Alle 15 di ieri un’ordigno piazzato nel cofano della Ford Fiesta ha ucciso un uomo, Matteo Vinci di 42 anni, ex rappresentante di medicinali ed ex candidato alle ultime elezioni comunali (aveva preso 12 voti) nella lista “Limbadi libera e democratica”. Al rumore delle bombe, il palcoscenico nazionale ha riscoperto il paesino dei Mancuso ma lo farà per poche ore. Presto tutto tornerà come prima. Pochi dubbi sulla matrice dell’attentato. E non si muovono ordigni in zona senza che i clan lo sappiano. In auto anche il padre dell'uomo ucciso, un 73enne, salvatosi ma ricoverato in gravissime condizioni all’ospedale di Vibo Valentia. Nel 2014 padre e figlio, senza precedenti di sorta, vennero arrestati dai carabinieri al termine di una violenta e strana rissa con i loro vicini. Dei vicini non comuni. I Mancuso. Finì in manette anche Rosaria Mancuso, assieme ai fratelli appartiene alla cosiddetta generazione degli 11, la formazione del clan che negli anni ha ereditato l'impero di famiglia.
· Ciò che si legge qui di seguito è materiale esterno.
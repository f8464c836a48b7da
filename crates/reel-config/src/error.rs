//! Configuration error types.

use std::path::PathBuf;

use thiserror::Error;

#[derive(Debug, Error)]
pub enum ConfigError {
    /// Figment extraction or merge error.
    #[error("Configuration error: {0}")]
    Figment(#[from] Box<figment::Error>),

    /// An explicitly requested config file does not exist.
    #[error("Configuration file not found: {}", .0.display())]
    MissingFile(PathBuf),

    /// A configuration field has an invalid value.
    #[error("Invalid configuration value for '{field}': {reason}")]
    InvalidValue { field: String, reason: String },
}

impl From<figment::Error> for ConfigError {
    fn from(error: figment::Error) -> Self {
        Self::Figment(Box::new(error))
    }
}

impl ConfigError {
    pub(crate) fn invalid(field: &str, reason: impl Into<String>) -> Self {
        Self::InvalidValue {
            field: field.to_string(),
            reason: reason.into(),
        }
    }
}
Sembra che di mezzo ci fosse un problema di vendita di terreni che i Vinci non volevano cedere.

 

“Manca una risposta della giustizia. La maggioranza della gente è onesta ma vive nel terrore”, spiega Staropoli, “ci vuole una risposta dello Stato incisiva. Non a parole. Ci vogliono ispettori, agenti, magistrati, persone che hanno voglia di fare cose speciali che in altri posti sarebbero normali perché la demarcazione tra buoni e cattivi qui non è mai così netta. I tribunali dovrebbero dare risposte subito, non dopo anni perché qui l'investigatore, il prefetto, il magistrato onesto, si trovano soli come i cittadini. I magistrati giovani che arrivano ci mettono anni prima di capire. E qui anche l'antimafia è border line se non peggio”.

 

Anche il Comune di Limbadi è stato sottoposto alla commissione d'accesso, la particolare procedura per verificare se l'ente è infiltrato dalla criminalità organizzata. La relazione della commissione è stata inviata da qualche giorno al ministero dell'Interno. Ma poco cambia. Il tema mafia in Italia è stato relegato alle parate e alla retorica di facciata. Gli inquirenti restano spesso soli e parte di giochi più grandi che si orchestrano sulle loro teste. Ma di questo passo la presenza dei clan non potrà che aumentare in potere ed egemonia. Se non si useranno nuovi mezzi e nuove energie per occuparsene il sud è più che perduto. E' spacciato.